Summary
- Contrastive learning helps structure the latent space which could generalise to data with attributes unseen during training.
- Achieve pitch-timbre disentanglement through weak supervision which requires only the information of whether samples share a common pitch/instrument.
The problems
- The existing models for pitch-timbre disentanglement may not generalise to samples with unseen pitch and instrument.
The solution
- Impose a contrastive loss that pulls latent representations of samples that have same pitch/instrument closer and separates them away from each other otherwise.

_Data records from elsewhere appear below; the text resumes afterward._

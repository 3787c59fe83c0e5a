use crate::libs::error::{FormError, FormResult};
use crate::libs::schema::Record;
use async_trait::async_trait;
use serde_json::Value;
use sqlx::postgres::{PgPool, PgPoolOptions, PgRow};
use sqlx::{Column, Row};
use tokio::sync::OnceCell;

/// Environment variable holding the store connection string.
pub const DATABASE_URL_VAR: &str = "TABFORM_DATABASE_URL";

/// The three operations the form generator needs from a tabular store.
///
/// # Example
/// ```ignore
/// let rows = store.select("expenses", Some(1)).await?;
/// let columns = store.select_schema("expenses").await?;
/// store.insert("expenses", &record).await?;
/// ```
#[async_trait]
pub trait TableStore: Send + Sync {
    /// Fetch rows, optionally capped. No filter, no imposed order.
    async fn select(&self, table: &str, limit: Option<u32>) -> FormResult<Vec<Record>>;

    /// Declared column names from the store's schema metadata, in
    /// declaration order.
    async fn select_schema(&self, table: &str) -> FormResult<Vec<String>>;

    /// Append one record in a single atomic request.
    async fn insert(&self, table: &str, record: &Record) -> FormResult<()>;
}

// The connection handle is process-scoped and shared; let a shared store
// satisfy the trait directly.
#[async_trait]
impl<T: TableStore + ?Sized> TableStore for std::sync::Arc<T> {
    async fn select(&self, table: &str, limit: Option<u32>) -> FormResult<Vec<Record>> {
        (**self).select(table, limit).await
    }

    async fn select_schema(&self, table: &str) -> FormResult<Vec<String>> {
        (**self).select_schema(table).await
    }

    async fn insert(&self, table: &str, record: &Record) -> FormResult<()> {
        (**self).insert(table, record).await
    }
}

/// Postgres-backed [`TableStore`].
///
/// The pool is built lazily on first use and reused for the life of the
/// process; there is no explicit teardown. The connection string is passed
/// through untouched, so whatever TLS mode it names stays in force.
pub struct PgStore {
    database_url: String,
    pool: OnceCell<PgPool>,
}

impl PgStore {
    pub fn new(database_url: impl Into<String>) -> Self {
        Self {
            database_url: database_url.into(),
            pool: OnceCell::new(),
        }
    }

    /// Read the connection string from `TABFORM_DATABASE_URL`.
    pub fn from_env() -> FormResult<Self> {
        let url = std::env::var(DATABASE_URL_VAR).map_err(|_| FormError::Connection {
            reason: format!("{} is not set", DATABASE_URL_VAR),
        })?;
        Ok(Self::new(url))
    }

    async fn pool(&self) -> FormResult<&PgPool> {
        self.pool
            .get_or_try_init(|| async {
                tracing::debug!("connecting to store");
                PgPoolOptions::new()
                    .max_connections(5)
                    .connect(&self.database_url)
                    .await
            })
            .await
            .map_err(|e| FormError::Connection {
                reason: e.to_string(),
            })
    }
}

#[async_trait]
impl TableStore for PgStore {
    async fn select(&self, table: &str, limit: Option<u32>) -> FormResult<Vec<Record>> {
        let pool = self.pool().await?;
        let sql = select_sql(table, limit);
        tracing::debug!(table, ?limit, "select");
        let rows = sqlx::query(&sql)
            .fetch_all(pool)
            .await
            .map_err(|e| FormError::Fetch {
                table: table.to_string(),
                reason: e.to_string(),
            })?;
        Ok(rows.iter().map(row_to_record).collect())
    }

    async fn select_schema(&self, table: &str) -> FormResult<Vec<String>> {
        let pool = self.pool().await?;
        tracing::debug!(table, "select_schema");
        let rows = sqlx::query(
            "SELECT column_name \
             FROM information_schema.columns \
             WHERE table_name = $1 \
             ORDER BY ordinal_position",
        )
        .bind(table)
        .fetch_all(pool)
        .await
        .map_err(|e| FormError::SchemaInference {
            table: table.to_string(),
            reason: e.to_string(),
        })?;

        rows.iter()
            .map(|r| {
                r.try_get::<String, _>("column_name")
                    .map_err(|e| FormError::SchemaInference {
                        table: table.to_string(),
                        reason: e.to_string(),
                    })
            })
            .collect()
    }

    async fn insert(&self, table: &str, record: &Record) -> FormResult<()> {
        let pool = self.pool().await?;
        let columns: Vec<&str> = record.keys().map(String::as_str).collect();
        let sql = insert_sql(table, &columns);
        tracing::debug!(table, columns = ?columns, "insert");

        let mut query = sqlx::query(&sql);
        for value in record.values() {
            query = match value {
                Value::String(s) => query.bind(s.clone()),
                Value::Number(n) if n.is_i64() => query.bind(n.as_i64()),
                Value::Number(n) => query.bind(n.as_f64()),
                Value::Bool(b) => query.bind(*b),
                _ => query.bind(None::<String>),
            };
        }

        query.execute(pool).await.map_err(|e| FormError::Insert {
            table: table.to_string(),
            reason: e.to_string(),
        })?;
        Ok(())
    }
}

// -------- SQL assembly --------

/// Table names may carry spaces and mixed case, so identifiers are always
/// double-quoted.
fn quote_ident(name: &str) -> String {
    format!("\"{}\"", name.replace('"', "\"\""))
}

fn select_sql(table: &str, limit: Option<u32>) -> String {
    let mut sql = format!("SELECT * FROM {}", quote_ident(table));
    if let Some(n) = limit {
        sql.push_str(&format!(" LIMIT {}", n));
    }
    sql
}

fn placeholders(count: usize) -> Vec<String> {
    (1..=count).map(|i| format!("${}", i)).collect()
}

fn insert_sql(table: &str, columns: &[&str]) -> String {
    let cols: Vec<String> = columns.iter().map(|c| quote_ident(c)).collect();
    format!(
        "INSERT INTO {} ({}) VALUES ({})",
        quote_ident(table),
        cols.join(","),
        placeholders(columns.len()).join(",")
    )
}

// -------- Row decoding --------

/// Decode a row into a [`Record`] by probing each column as i64, f64, bool,
/// then String. Anything that decodes as none of those becomes null.
fn row_to_record(row: &PgRow) -> Record {
    let mut record = Record::new();
    for col in row.columns() {
        let name = col.name();
        let value = match row.try_get::<Option<i64>, _>(name) {
            Ok(Some(v)) => Value::from(v),
            Ok(None) => Value::Null,
            Err(_) => match row.try_get::<Option<f64>, _>(name) {
                Ok(Some(v)) => Value::from(v),
                Ok(None) => Value::Null,
                Err(_) => match row.try_get::<Option<bool>, _>(name) {
                    Ok(Some(v)) => Value::from(v),
                    Ok(None) => Value::Null,
                    Err(_) => match row.try_get::<Option<String>, _>(name) {
                        Ok(Some(v)) => Value::from(v),
                        Ok(None) => Value::Null,
                        Err(_) => Value::Null, // fallback
                    },
                },
            },
        };
        record.insert(name.to_string(), value);
    }
    record
}

#[cfg(test)]
mod tests {
    use super::*;

    #[test]
    fn select_sql_quotes_table_names_with_spaces() {
        assert_eq!(
            select_sql("Finance database", None),
            "SELECT * FROM \"Finance database\""
        );
    }

    #[test]
    fn select_sql_appends_limit() {
        assert_eq!(
            select_sql("expenses", Some(1)),
            "SELECT * FROM \"expenses\" LIMIT 1"
        );
    }

    #[test]
    fn quote_ident_doubles_embedded_quotes() {
        assert_eq!(quote_ident("odd\"name"), "\"odd\"\"name\"");
    }

    #[test]
    fn insert_sql_numbers_placeholders() {
        assert_eq!(
            insert_sql("expenses", &["transaction type", "value", "date"]),
            "INSERT INTO \"expenses\" (\"transaction type\",\"value\",\"date\") VALUES ($1,$2,$3)"
        );
    }
}
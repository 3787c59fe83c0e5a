//! Column inference: sample one row, fall back to configured policy.

use crate::libs::error::{FormError, FormResult};
use crate::libs::schema::{ColumnKind, ColumnSpec, FallbackPolicy};
use crate::libs::store::TableStore;

/// Determine the ordered column set of `table`.
///
/// A single-row probe wins whenever the table has any data: the sampled
/// row's key set, in the order the store produced it, is the column list,
/// and each kind is inferred from the sampled value. Only an empty table
/// consults the fallback policy. Kind overrides from configuration win on
/// either path.
///
/// Columns are re-derived on every render pass; nothing here is cached.
pub async fn infer_columns(
    store: &dyn TableStore,
    table: &str,
    policy: &FallbackPolicy,
    kind_overrides: &[(String, ColumnKind)],
) -> FormResult<Vec<ColumnSpec>> {
    let sample = store.select(table, Some(1)).await.map_err(|e| match e {
        // A failed probe is an inference failure, not a listing failure.
        FormError::Fetch { table, reason } => FormError::SchemaInference { table, reason },
        other => other,
    })?;

    let mut columns = match sample.first() {
        Some(row) => {
            tracing::debug!(table, "columns inferred from sampled row");
            row.iter()
                .map(|(name, value)| ColumnSpec::new(name, ColumnKind::for_value(value)))
                .collect()
        }
        None => match policy {
            FallbackPolicy::SchemaQuery => {
                tracing::debug!(table, "table empty, querying schema metadata");
                specs_from_names(store.select_schema(table).await?)
            }
            FallbackPolicy::Fixed(names) => {
                tracing::debug!(table, "table empty, using fixed column list");
                specs_from_names(names.clone())
            }
            FallbackPolicy::Empty => {
                tracing::debug!(table, "table empty, rendering zero columns");
                Vec::new()
            }
        },
    };

    for column in &mut columns {
        if let Some((_, kind)) = kind_overrides.iter().find(|(name, _)| *name == column.name) {
            column.kind = *kind;
        }
    }

    Ok(columns)
}

/// Fallback paths have no values to sniff, so everything is text until a
/// configured override says otherwise.
fn specs_from_names(names: Vec<String>) -> Vec<ColumnSpec> {
    names
        .into_iter()
        .map(|name| ColumnSpec::new(name, ColumnKind::Text))
        .collect()
}

#[cfg(test)]
mod tests {
    use super::*;

    #[test]
    fn fallback_names_default_to_text() {
        let specs = specs_from_names(vec!["id".to_string(), "amount".to_string()]);
        assert_eq!(specs.len(), 2);
        assert!(specs.iter().all(|s| s.kind == ColumnKind::Text));
        assert!(specs[0].auto_generated);
        assert!(!specs[1].auto_generated);
    }
}
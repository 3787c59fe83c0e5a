// schema.rs
use chrono::NaiveDate;
use serde::{Deserialize, Serialize};
use serde_json::Value;

/// One row of a remote table: column name -> scalar value, in store order.
pub type Record = serde_json::Map<String, Value>;

/// The one column name the remote store fills in by itself.
pub const ID_COLUMN: &str = "id";

/// Scalar input type a form field can render as.
#[derive(Debug, Clone, Copy, PartialEq, Eq, Serialize, Deserialize)]
pub enum ColumnKind {
    Text,
    Number,
    Date,
}

impl ColumnKind {
    /// Infer a kind from a sampled row value.
    pub fn for_value(value: &Value) -> Self {
        match value {
            Value::Number(_) => ColumnKind::Number,
            Value::String(s) if NaiveDate::parse_from_str(s, "%Y-%m-%d").is_ok() => {
                ColumnKind::Date
            }
            _ => ColumnKind::Text,
        }
    }
}

/// A column as the form generator sees it.
#[derive(Debug, Clone, PartialEq, Eq, Serialize, Deserialize)]
pub struct ColumnSpec {
    pub name: String,
    pub kind: ColumnKind,
    /// True exactly when the store generates this column's value itself.
    /// Such columns show up in the listing but never in the form.
    pub auto_generated: bool,
}

impl ColumnSpec {
    pub fn new(name: impl Into<String>, kind: ColumnKind) -> Self {
        let name = name.into();
        // Exact match only. Table and column references are case- and
        // whitespace-sensitive throughout.
        let auto_generated = name == ID_COLUMN;
        Self {
            name,
            kind,
            auto_generated,
        }
    }
}

/// What to do when the table has no rows to sample columns from.
#[derive(Debug, Clone, PartialEq, Eq, Serialize, Deserialize, Default)]
pub enum FallbackPolicy {
    /// Ask the store's schema metadata for the declared columns.
    #[default]
    SchemaQuery,
    /// Use a hard-coded list of expected columns.
    Fixed(Vec<String>),
    /// Render a form with zero fields.
    Empty,
}

#[cfg(test)]
mod tests {
    use super::*;
    use serde_json::json;

    #[test]
    fn kind_for_number_value() {
        assert_eq!(ColumnKind::for_value(&json!(4.5)), ColumnKind::Number);
        assert_eq!(ColumnKind::for_value(&json!(7)), ColumnKind::Number);
    }

    #[test]
    fn kind_for_iso_date_string() {
        assert_eq!(
            ColumnKind::for_value(&json!("2024-01-01")),
            ColumnKind::Date
        );
    }

    #[test]
    fn kind_for_everything_else_is_text() {
        assert_eq!(ColumnKind::for_value(&json!("Coffee")), ColumnKind::Text);
        assert_eq!(ColumnKind::for_value(&json!("01/02/2024")), ColumnKind::Text);
        assert_eq!(ColumnKind::for_value(&json!(true)), ColumnKind::Text);
        assert_eq!(ColumnKind::for_value(&Value::Null), ColumnKind::Text);
    }

    #[test]
    fn id_column_is_flagged_auto_generated() {
        assert!(ColumnSpec::new("id", ColumnKind::Number).auto_generated);
        assert!(!ColumnSpec::new("Id", ColumnKind::Number).auto_generated);
        assert!(!ColumnSpec::new(" id", ColumnKind::Number).auto_generated);
        assert!(!ColumnSpec::new("uid", ColumnKind::Number).auto_generated);
    }

    #[test]
    fn default_fallback_is_schema_query() {
        assert_eq!(FallbackPolicy::default(), FallbackPolicy::SchemaQuery);
    }
}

- Unlike the Gaussian-mixture VAE, the method is not limited to a set of pre-defined set of known pitch and instrument, which improves generalisability to unseen attributes.
Thoughts
- The idea of incorporating contrastive loss with VAEs to learn more discriminative latent space is promising. A direction going forward could be a more principled integration based on probabilistic interpretation of the contrastive loss which is shown in CONTRASTIVE SEPARATIVE CODING FOR SELF-SUPERVISED REPRESENTATION LEARNING.
- For inferring representation, the GM-VAE is in principle not limited to the predefined dictionary and clusters, and it would be interesting to evaluate its generalisability.
- The claim of modelling perceptually related latent spaces is not trivial to verify based on the reported metrics. After all, the proposed training objective might pull away latents derived from perceptually similar samples.